Brazil's Supreme Court has concluded the trial over one of the biggest political corruption scandals in the country's recent history.
Over the course of the trial, 25 people were convicted for setting up a scheme that used public funds to pay coalition parties for political support.
Several were top politicians of the governing Workers Party (PT).
In its final session, the Supreme Court ruled that three congressmen involved in the scandal would lose their seats.
They are Joao Paulo Cunha of the Workers Party, Pedro Henry of the Progressive Party, and Valdemar Costa Neto of the Party of the Republic.
Among those convicted during the four-month-long trial was Jose Dirceu, who was former President Luiz Inacio Lula da Silva's chief of staff from 2003 to 2005,
Mr Dirceu was sentenced to 10 years and 10 months in jail.
The former head of Lula's Workers Party, Jose Genoino, and its treasurer, Delubio Soares, were also convicted.

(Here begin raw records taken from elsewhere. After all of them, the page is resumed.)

//! In-process store; nothing survives a restart.

use std::collections::HashMap;
use std::sync::{Mutex, PoisonError};

use async_trait::async_trait;
use serde_json::Value;

use super::{StorageBackend, StorageError};

/// Memory-only backend.
///
/// Used as the implicit last fallback of every [`super::Persistence`] chain
/// and directly in tests.
#[derive(Debug, Default)]
pub struct MemoryStore {
    collections: Mutex<HashMap<String, Vec<Value>>>,
}

impl MemoryStore {
    /// Create an empty store.
    #[must_use]
    pub fn new() -> Self {
        Self::default()
    }
}

#[async_trait]
impl StorageBackend for MemoryStore {
    fn name(&self) -> &'static str {
        "memory"
    }

    async fn save(&self, collection: &str, records: &[Value]) -> Result<(), StorageError> {
        self.collections
            .lock()
            .unwrap_or_else(PoisonError::into_inner)
            .insert(collection.to_string(), records.to_vec());
        Ok(())
    }

    async fn load(&self, collection: &str) -> Result<Option<Vec<Value>>, StorageError> {
        Ok(self
            .collections
            .lock()
            .unwrap_or_else(PoisonError::into_inner)
            .get(collection)
            .cloned())
    }

    async fn clear(&self, collection: &str) -> Result<(), StorageError> {
        self.collections
            .lock()
            .unwrap_or_else(PoisonError::into_inner)
            .remove(collection);
        Ok(())
    }
}
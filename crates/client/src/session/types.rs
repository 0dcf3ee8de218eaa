//! Session-related types.

use basket_core::{AccessToken, Email, RefreshToken, UserId, UserRole};
use chrono::{DateTime, Utc};
use serde::{Deserialize, Serialize};

/// Authenticated user snapshot, as returned by the API.
#[derive(Debug, Clone, PartialEq, Eq, Serialize, Deserialize)]
#[serde(rename_all = "camelCase")]
pub struct User {
    pub id: UserId,
    pub email: Email,
    pub name: String,
    #[serde(default, skip_serializing_if = "Option::is_none")]
    pub first_name: Option<String>,
    #[serde(default, skip_serializing_if = "Option::is_none")]
    pub last_name: Option<String>,
    #[serde(default, skip_serializing_if = "Option::is_none")]
    pub phone: Option<String>,
    #[serde(default, skip_serializing_if = "Option::is_none")]
    pub avatar: Option<String>,
    #[serde(default)]
    pub role: UserRole,
    #[serde(default)]
    pub email_verified: bool,
    #[serde(default, skip_serializing_if = "Option::is_none")]
    pub created_at: Option<DateTime<Utc>>,
}

/// An authenticated session: who the user is and the credentials proving it.
///
/// Sessions are immutable; a refresh replaces the whole value.
#[derive(Debug, Clone, PartialEq, Eq, Serialize, Deserialize)]
#[serde(rename_all = "camelCase")]
pub struct Session {
    pub user: User,
    pub access_token: AccessToken,
    pub refresh_token: RefreshToken,
    /// Access token expiry as reported by the server.
    pub expires_at: i64,
}

impl Session {
    /// Whether the access token is expired, or will be within
    /// `buffer_seconds`, as read from the token's own `exp` claim.
    #[must_use]
    pub fn is_expired(&self, buffer_seconds: i64) -> bool {
        self.access_token
            .is_expired_at(Utc::now().timestamp(), buffer_seconds)
    }
}

/// Authentication state published to subscribers.
#[derive(Debug, Clone, PartialEq, Eq, Default)]
pub enum AuthState {
    /// The persisted session has not been resolved yet.
    #[default]
    Loading,
    /// No session.
    Anonymous,
    /// A session is held for this user.
    Authenticated(User),
}

impl AuthState {
    /// The signed-in user, if any.
    #[must_use]
    pub const fn user(&self) -> Option<&User> {
        match self {
            Self::Authenticated(user) => Some(user),
            Self::Loading | Self::Anonymous => None,
        }
    }
}

/// Result of a refresh attempt.
#[derive(Debug, Clone, Copy, PartialEq, Eq)]
pub enum RefreshOutcome {
    /// No refresh token was held; nothing happened.
    Skipped,
    /// A new session replaced the old one.
    Refreshed,
    /// The refresh token was refused and the session was discarded.
    LoggedOut,
}

/// On-disk shape of the session collection's single record.
///
/// The structured store keys records by `id`, so the session is stored under
/// a fixed one.
#[derive(Serialize, Deserialize)]
pub(crate) struct SessionRecord {
    pub(crate) id: String,
    #[serde(flatten)]
    pub(crate) session: Session,
}

impl SessionRecord {
    pub(crate) const ID: &'static str = "current";

    pub(crate) fn new(session: Session) -> Self {
        Self {
            id: Self::ID.to_string(),
            session,
        }
    }
}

The scandal, which erupted in 2005, for a time threatened to engulf the Lula administration but he was comfortably re-elected as president the following year.
Lula himself was not implicated in the case and has denied any knowledge of the scheme.
He left office at the end of 2010 with huge approval ratings, and remains a popular figure in Brazilian political life.
The trial, which became known as the "Mensalao" or the "Big Monthly" allowance, was seen as a key test of Brazil's ability to hold its politicians to account for corruption.